WHAT THIS TASK INVOLVES
Exactly as written, output each of the entries below.

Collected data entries
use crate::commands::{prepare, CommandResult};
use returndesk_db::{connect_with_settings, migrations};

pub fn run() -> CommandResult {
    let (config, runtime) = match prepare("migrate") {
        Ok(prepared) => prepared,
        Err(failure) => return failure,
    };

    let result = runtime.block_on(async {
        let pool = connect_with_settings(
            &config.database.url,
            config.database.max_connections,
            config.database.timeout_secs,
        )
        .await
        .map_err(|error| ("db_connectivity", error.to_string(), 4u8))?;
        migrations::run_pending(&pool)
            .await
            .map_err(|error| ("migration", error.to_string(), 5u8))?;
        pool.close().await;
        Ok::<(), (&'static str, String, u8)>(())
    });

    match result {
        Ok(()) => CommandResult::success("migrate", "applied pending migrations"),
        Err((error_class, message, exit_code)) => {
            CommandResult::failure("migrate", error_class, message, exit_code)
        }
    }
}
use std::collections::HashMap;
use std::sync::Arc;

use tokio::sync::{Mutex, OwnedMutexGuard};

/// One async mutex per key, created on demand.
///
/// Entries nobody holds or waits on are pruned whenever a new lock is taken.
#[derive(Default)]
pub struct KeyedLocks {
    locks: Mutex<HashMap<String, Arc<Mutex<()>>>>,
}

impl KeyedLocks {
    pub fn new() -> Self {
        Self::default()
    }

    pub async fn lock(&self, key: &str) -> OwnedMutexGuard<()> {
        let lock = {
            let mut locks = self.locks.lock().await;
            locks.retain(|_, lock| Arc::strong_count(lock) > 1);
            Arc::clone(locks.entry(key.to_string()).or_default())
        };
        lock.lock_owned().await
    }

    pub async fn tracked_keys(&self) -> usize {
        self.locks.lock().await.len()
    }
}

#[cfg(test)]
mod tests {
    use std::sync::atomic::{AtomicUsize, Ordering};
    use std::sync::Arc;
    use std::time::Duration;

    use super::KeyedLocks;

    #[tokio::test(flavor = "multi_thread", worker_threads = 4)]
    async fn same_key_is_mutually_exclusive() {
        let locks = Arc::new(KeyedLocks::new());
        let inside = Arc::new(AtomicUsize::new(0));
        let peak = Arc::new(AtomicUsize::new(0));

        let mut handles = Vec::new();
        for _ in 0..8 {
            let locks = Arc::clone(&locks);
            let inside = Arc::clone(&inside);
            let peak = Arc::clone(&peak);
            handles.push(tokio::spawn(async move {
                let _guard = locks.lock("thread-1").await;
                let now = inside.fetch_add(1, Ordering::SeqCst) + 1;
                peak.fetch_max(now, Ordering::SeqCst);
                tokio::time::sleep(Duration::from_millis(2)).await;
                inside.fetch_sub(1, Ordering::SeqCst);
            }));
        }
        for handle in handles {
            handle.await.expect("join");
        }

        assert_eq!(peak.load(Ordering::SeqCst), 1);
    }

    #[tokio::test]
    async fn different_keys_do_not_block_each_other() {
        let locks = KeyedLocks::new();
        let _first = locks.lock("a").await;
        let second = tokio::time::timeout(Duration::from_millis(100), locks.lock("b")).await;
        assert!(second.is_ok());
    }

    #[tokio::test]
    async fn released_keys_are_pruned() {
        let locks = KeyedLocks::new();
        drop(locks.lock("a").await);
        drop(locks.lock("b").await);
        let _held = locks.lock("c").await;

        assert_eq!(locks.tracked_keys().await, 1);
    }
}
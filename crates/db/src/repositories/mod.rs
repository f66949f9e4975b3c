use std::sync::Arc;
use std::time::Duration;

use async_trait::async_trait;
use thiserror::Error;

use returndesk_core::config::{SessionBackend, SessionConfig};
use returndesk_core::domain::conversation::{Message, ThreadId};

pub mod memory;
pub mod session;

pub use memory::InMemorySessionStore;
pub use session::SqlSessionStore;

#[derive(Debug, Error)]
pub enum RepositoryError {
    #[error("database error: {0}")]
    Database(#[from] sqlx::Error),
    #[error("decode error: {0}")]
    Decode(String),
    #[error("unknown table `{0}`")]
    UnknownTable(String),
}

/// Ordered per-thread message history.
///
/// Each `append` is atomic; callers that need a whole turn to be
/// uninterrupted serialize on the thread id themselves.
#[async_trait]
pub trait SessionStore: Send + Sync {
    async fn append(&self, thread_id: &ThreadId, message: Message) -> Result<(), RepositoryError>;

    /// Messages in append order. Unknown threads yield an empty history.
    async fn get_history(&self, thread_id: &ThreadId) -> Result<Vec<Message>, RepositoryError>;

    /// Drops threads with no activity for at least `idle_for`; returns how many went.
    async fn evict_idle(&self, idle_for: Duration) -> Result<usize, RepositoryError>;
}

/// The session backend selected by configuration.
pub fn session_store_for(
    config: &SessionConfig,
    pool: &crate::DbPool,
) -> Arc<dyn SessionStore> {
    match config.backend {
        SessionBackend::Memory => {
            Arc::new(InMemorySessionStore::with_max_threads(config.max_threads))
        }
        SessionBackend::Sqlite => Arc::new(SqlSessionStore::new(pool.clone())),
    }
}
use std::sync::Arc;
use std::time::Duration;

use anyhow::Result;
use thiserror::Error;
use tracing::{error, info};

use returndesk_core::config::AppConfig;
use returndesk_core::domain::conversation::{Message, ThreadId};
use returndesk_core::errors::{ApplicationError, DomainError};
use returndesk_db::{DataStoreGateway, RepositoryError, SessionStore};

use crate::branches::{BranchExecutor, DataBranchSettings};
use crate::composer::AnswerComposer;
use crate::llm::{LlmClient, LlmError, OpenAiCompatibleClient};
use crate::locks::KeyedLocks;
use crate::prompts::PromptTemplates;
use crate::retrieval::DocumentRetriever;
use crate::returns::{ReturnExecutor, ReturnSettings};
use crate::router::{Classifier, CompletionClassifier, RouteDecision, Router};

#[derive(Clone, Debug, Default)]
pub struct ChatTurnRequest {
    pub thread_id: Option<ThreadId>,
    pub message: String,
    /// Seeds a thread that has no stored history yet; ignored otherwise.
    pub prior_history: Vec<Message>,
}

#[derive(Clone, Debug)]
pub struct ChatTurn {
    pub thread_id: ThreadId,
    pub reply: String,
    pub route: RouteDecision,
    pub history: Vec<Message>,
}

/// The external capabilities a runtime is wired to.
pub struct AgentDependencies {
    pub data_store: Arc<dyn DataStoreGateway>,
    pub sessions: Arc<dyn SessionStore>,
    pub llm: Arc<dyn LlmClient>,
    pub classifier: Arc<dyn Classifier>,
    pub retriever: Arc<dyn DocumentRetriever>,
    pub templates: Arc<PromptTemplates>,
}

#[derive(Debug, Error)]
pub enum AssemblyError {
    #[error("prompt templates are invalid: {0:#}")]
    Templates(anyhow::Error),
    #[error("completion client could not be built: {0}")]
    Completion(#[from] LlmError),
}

TASK RESPONSE
use crate::commands::{prepare, CommandResult};
use returndesk_db::{connect_with_settings, migrations};

pub fn run() -> CommandResult {
    let (config, runtime) = match prepare("migrate") {
        Ok(prepared) => prepared,
        Err(failure) => return failure,
    };

    let result = runtime.block_on(async {
        let pool = connect_with_settings(
            &config.database.url,
            config.database.max_connections,
            config.database.timeout_secs,
        )
        .await
        .map_err(|error| ("db_connectivity", error.to_string(), 4u8))?;
        migrations::run_pending(&pool)
            .await
            .map_err(|error| ("migration", error.to_string(), 5u8))?;
        pool.close().await;
        Ok::<(), (&'static str, String, u8)>(())
    });

    match result {
        Ok(()) => CommandResult::success("migrate", "applied pending migrations"),
        Err((error_class, message, exit_code)) => {
            CommandResult::failure("migrate", error_class, message, exit_code)
        }
    }
}
use std::collections::HashMap;
use std::sync::Arc;

use tokio::sync::{Mutex, OwnedMutexGuard};

/// One async mutex per key, created on demand.
///
/// Entries nobody holds or waits on are pruned whenever a new lock is taken.
#[derive(Default)]
pub struct KeyedLocks {
    locks: Mutex<HashMap<String, Arc<Mutex<()>>>>,
}

impl KeyedLocks {
    pub fn new() -> Self {
        Self::default()
    }

    pub async fn lock(&self, key: &str) -> OwnedMutexGuard<()> {
        let lock = {
            let mut locks = self.locks.lock().await;
            locks.retain(|_, lock| Arc::strong_count(lock) > 1);
            Arc::clone(locks.entry(key.to_string()).or_default())
        };
        lock.lock_owned().await
    }

    pub async fn tracked_keys(&self) -> usize {
        self.locks.lock().await.len()
    }
}

#[cfg(test)]
mod tests {
    use std::sync::atomic::{AtomicUsize, Ordering};
    use std::sync::Arc;
    use std::time::Duration;

    use super::KeyedLocks;

    #[tokio::test(flavor = "multi_thread", worker_threads = 4)]
    async fn same_key_is_mutually_exclusive() {
        let locks = Arc::new(KeyedLocks::new());
        let inside = Arc::new(AtomicUsize::new(0));
        let peak = Arc::new(AtomicUsize::new(0));

        let mut handles = Vec::new();
        for _ in 0..8 {
            let locks = Arc::clone(&locks);
            let inside = Arc::clone(&inside);
            let peak = Arc::clone(&peak);
            handles.push(tokio::spawn(async move {
                let _guard = locks.lock("thread-1").await;
                let now = inside.fetch_add(1, Ordering::SeqCst) + 1;
                peak.fetch_max(now, Ordering::SeqCst);
                tokio::time::sleep(Duration::from_millis(2)).await;
                inside.fetch_sub(1, Ordering::SeqCst);
            }));
        }
        for handle in handles {
            handle.await.expect("join");
        }

        assert_eq!(peak.load(Ordering::SeqCst), 1);
    }

    #[tokio::test]
    async fn different_keys_do_not_block_each_other() {
        let locks = KeyedLocks::new();
        let _first = locks.lock("a").await;
        let second = tokio::time::timeout(Duration::from_millis(100), locks.lock("b")).await;
        assert!(second.is_ok());
    }

    #[tokio::test]
    async fn released_keys_are_pruned() {
        let locks = KeyedLocks::new();
        drop(locks.lock("a").await);
        drop(locks.lock("b").await);
        let _held = locks.lock("c").await;

        assert_eq!(locks.tracked_keys().await, 1);
    }
}
filename crates/db/src/repositories/mod.rs
repository f66949f9e4975b3c
use std::sync::Arc;
use std::time::Duration;

use async_trait::async_trait;
use thiserror::Error;

use returndesk_core::config::{SessionBackend, SessionConfig};
use returndesk_core::domain::conversation::{Message, ThreadId};

pub mod memory;
pub mod session;

pub use memory::InMemorySessionStore;
pub use session::SqlSessionStore;

#[derive(Debug, Error)]
pub enum RepositoryError {
    #[error("database error: {0}")]
    Database(#[from] sqlx::Error),
    #[error("decode error: {0}")]
    Decode(String),
    #[error("unknown table `{0}`")]
    UnknownTable(String),
}

/// Ordered per-thread message history.
///
/// Each `append` is atomic; callers that need a whole turn to be
/// uninterrupted serialize on the thread id themselves.
#[async_trait]
pub trait SessionStore: Send + Sync {
    async fn append(&self, thread_id: &ThreadId, message: Message) -> Result<(), RepositoryError>;

    /// Messages in append order. Unknown threads yield an empty history.
    async fn get_history(&self, thread_id: &ThreadId) -> Result<Vec<Message>, RepositoryError>;

    /// Drops threads with no activity for at least `idle_for`; returns how many went.
    async fn evict_idle(&self, idle_for: Duration) -> Result<usize, RepositoryError>;
}

/// The session backend selected by configuration.
pub fn session_store_for(
    config: &SessionConfig,
    pool: &crate::DbPool,
) -> Arc<dyn SessionStore> {
    match config.backend {
        SessionBackend::Memory => {
            Arc::new(InMemorySessionStore::with_max_threads(config.max_threads))
        }
        SessionBackend::Sqlite => Arc::new(SqlSessionStore::new(pool.clone())),
    }
}
use std::sync::Arc;
use std::time::Duration;

use anyhow::Result;
use thiserror::Error;
use tracing::{error, info};

use returndesk_core::config::AppConfig;
use returndesk_core::domain::conversation::{Message, ThreadId};
use returndesk_core::errors::{ApplicationError, DomainError};
use returndesk_db::{DataStoreGateway, RepositoryError, SessionStore};

use crate::branches::{BranchExecutor, DataBranchSettings};
use crate::composer::AnswerComposer;
use crate::llm::{LlmClient, LlmError, OpenAiCompatibleClient};
use crate::locks::KeyedLocks;
use crate::prompts::PromptTemplates;
use crate::retrieval::DocumentRetriever;
use crate::returns::{ReturnExecutor, ReturnSettings};
use crate::router::{Classifier, CompletionClassifier, RouteDecision, Router};

#[derive(Clone, Debug, Default)]
pub struct ChatTurnRequest {
    pub thread_id: Option<ThreadId>,
    pub message: String,
    /// Seeds a thread that has no stored history yet; ignored otherwise.
    pub prior_history: Vec<Message>,
}

#[derive(Clone, Debug)]
pub struct ChatTurn {
    pub thread_id: ThreadId,
    pub reply: String,
    pub route: RouteDecision,
    pub history: Vec<Message>,
}

/// The external capabilities a runtime is wired to.
pub struct AgentDependencies {
    pub data_store: Arc<dyn DataStoreGateway>,
    pub sessions: Arc<dyn SessionStore>,
    pub llm: Arc<dyn LlmClient>,
    pub classifier: Arc<dyn Classifier>,
    pub retriever: Arc<dyn DocumentRetriever>,
    pub templates: Arc<PromptTemplates>,
}

#[derive(Debug, Error)]
pub enum AssemblyError {
    #[error("prompt templates are invalid: {0:#}")]
    Templates(anyhow::Error),
    #[error("completion client could not be built: {0}")]
    Completion(#[from] LlmError),
}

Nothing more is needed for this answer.